In this installment of the blockbuster franchise, sisters Sam and Tara Carpenter have moved to the Big Apple to escape their haunted past and start a relatively new life away from their trauma in Woodsboro. Tara (Jenna Ortega) has started college at Blackmore University with her friends that managed to survive the onslaught of Scream 5, while Sam lives every day concerned that the Ghostface killer may resurface once again.

And, of course, the killer does with one gruesome cold open that wrongfoots you and twists your sense of direction immediately. One criticism that’s been shared over the years with the Scream franchise is that the plot essentially recycles itself each time and that the movies are diminishing returns of the original. I’ve sure felt that way with some of the attempts to continue the lineage. Scream 2 is a copy-and-paste of the first but set on a college campus instead of a small high school. Scream 5 goes to extreme lengths to remind you of the original – to a point that, while I still found that movie fun and interesting as an idea, I can see the pushback.

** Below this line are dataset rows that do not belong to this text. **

//! Unified error type for the ledlink-lib crate.
//!
//! [`LedlinkError`] wraps module-specific errors (`TransportError`,
//! `ValidationError`) and domain-specific error kinds (`Protocol`, `Config`,
//! `Color`, `Connection`). `From` impls allow `?` to propagate across module boundaries.

use std::fmt;

use crate::device_config::ValidationError;
use crate::transport::TransportError;

/// Unified error type for ledlink-lib operations.
#[derive(Debug)]
pub enum LedlinkError {
    /// UDP transport failure (bind, resolve, send, receive, timeout).
    Transport(TransportError),
    /// Standard I/O error (settings file read/write).
    Io(std::io::Error),
    /// A device reply did not have the expected shape.
    Protocol(String),
    /// A configuration edit was rejected.
    Validation(ValidationError),
    /// Client settings error.
    Config(String),
    /// Color parsing error.
    Color(String),
    /// The device could not be reached or did not answer a connect.
    Connection(String),
}

impl fmt::Display for LedlinkError {
    fn fmt(&self, f: &mut fmt::Formatter<'_>) -> fmt::Result {
        match self {
            LedlinkError::Transport(e) => write!(f, "{e}"),
            LedlinkError::Io(e) => write!(f, "I/O error: {e}"),
            LedlinkError::Protocol(e) => write!(f, "Protocol error: {e}"),
            LedlinkError::Validation(e) => write!(f, "{e}"),
            LedlinkError::Config(e) => write!(f, "Config error: {e}"),
            LedlinkError::Color(e) => write!(f, "Color error: {e}"),
            LedlinkError::Connection(e) => write!(f, "Connection error: {e}"),
        }
    }
}

impl std::error::Error for LedlinkError {
    fn source(&self) -> Option<&(dyn std::error::Error + 'static)> {
        match self {
            LedlinkError::Transport(e) => Some(e),
            LedlinkError::Io(e) => Some(e),
            LedlinkError::Validation(e) => Some(e),
            _ => None,
        }
    }
}

impl From<TransportError> for LedlinkError {
    fn from(e: TransportError) -> Self {
        LedlinkError::Transport(e)
    }
}

impl From<ValidationError> for LedlinkError {
    fn from(e: ValidationError) -> Self {
        LedlinkError::Validation(e)
    }
}

impl From<std::io::Error> for LedlinkError {
    fn from(e: std::io::Error) -> Self {
        LedlinkError::Io(e)
    }
}

/// Crate-level Result alias using [`LedlinkError`].
pub type Result<T> = std::result::Result<T, LedlinkError>;

#[cfg(test)]
mod tests {
    use super::*;
    use std::time::Duration;

    #[test]
    fn from_transport_error() {
        let e: LedlinkError = TransportError::Timeout(Duration::from_secs(3)).into();
        assert!(matches!(
            e,
            LedlinkError::Transport(TransportError::Timeout(_))
        ));
    }

    #[test]
    fn from_validation_error() {
        let e: LedlinkError = ValidationError::UnknownField("speed".into()).into();
        assert!(matches!(e, LedlinkError::Validation(_)));
    }

    #[test]
    fn from_io_error() {
        let io_err = std::io::Error::new(std::io::ErrorKind::NotFound, "missing");
        let e: LedlinkError = io_err.into();
        assert!(matches!(e, LedlinkError::Io(_)));
    }

    #[test]
    fn display_transport_error_is_transparent() {
        let e = LedlinkError::Transport(TransportError::Timeout(Duration::from_secs(3)));
        assert_eq!(e.to_string(), "No reply within 3.0s");
    }

    #[test]
    fn display_protocol_error() {
        let e = LedlinkError::Protocol("bad json".into());
        assert_eq!(e.to_string(), "Protocol error: bad json");
    }

    #[test]
    fn display_config_error() {
        let e = LedlinkError::Config("invalid input".into());
        assert_eq!(e.to_string(), "Config error: invalid input");
    }

    #[test]
    fn display_color_error() {
        let e = LedlinkError::Color("bad hex".into());
        assert_eq!(e.to_string(), "Color error: bad hex");
    }

    #[test]
    fn display_connection_error() {
        let e = LedlinkError::Connection("10.0.0.2: No reply within 3.0s".into());
        assert_eq!(e.to_string(), "Connection error: 10.0.0.2: No reply within 3.0s");
    }

    #[test]
    fn source_chains_transport_error() {
        let e = LedlinkError::Transport(TransportError::SendFailed("no route".into()));
        let source = std::error::Error::source(&e).unwrap();
        assert!(source.to_string().contains("no route"));
    }

    #[test]
    fn source_none_for_string_variants() {
        let e = LedlinkError::Protocol("test".into());
        assert!(std::error::Error::source(&e).is_none());
    }

    #[test]
    fn question_mark_propagation_transport_to_ledlink() {
        fn inner() -> crate::transport::Result<()> {
            Err(TransportError::SendFailed("unreachable".into()))
        }
        fn outer() -> Result<()> {
            inner()?;
            Ok(())
        }
        let err = outer().unwrap_err();
        assert!(matches!(
            err,
            LedlinkError::Transport(TransportError::SendFailed(_))
        ));
    }
}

But Scream 6 feels like the most overt attempt to redefine what a Scream movie could, and should, look like. Its biggest change, and the ultimate marketing point of the movie itself, is that it trades in the Halloween-like smalltown home invasion kills for larger set pieces and an audacious third act that Scream movies haven’t tried to go to before. The movie feels like it was crafted with these few larger set designs and kills in mind.

The pacing works about as well as any Scream movie in the past. It’s violent, abrupt, and insistent on getting to the next bloodbath. Scream 6 features more stabbing, slicing, and piercing than any installment before it, even if it means tearing into legacy characters from the original cast or from Scream 5. Courteney Cox is the sole remaining character from the film that started it all. To fill in the massive gaps left by previous cast members David Arquette and Neve Campbell, Scream 6 opts to call in Hayden Panettiere’s character from Scream 4.

There are a lot of moving parts with these characters all coming together in Scream 6. Courteney Cox acts as the last connective tissue for a franchise that feels like it could be completely transforming into something new. Jasmin Savoy Brown and Mason Gooding return as Mindy and Chad, a sibling pair stemming from the bloodline of Randy Meeks. Dermot Mulroney joins this installment as the detective filling in the shoes of Officer Dewey. There is also an extensive cast of classmates and neighbors to meet for the Carpenter sisters.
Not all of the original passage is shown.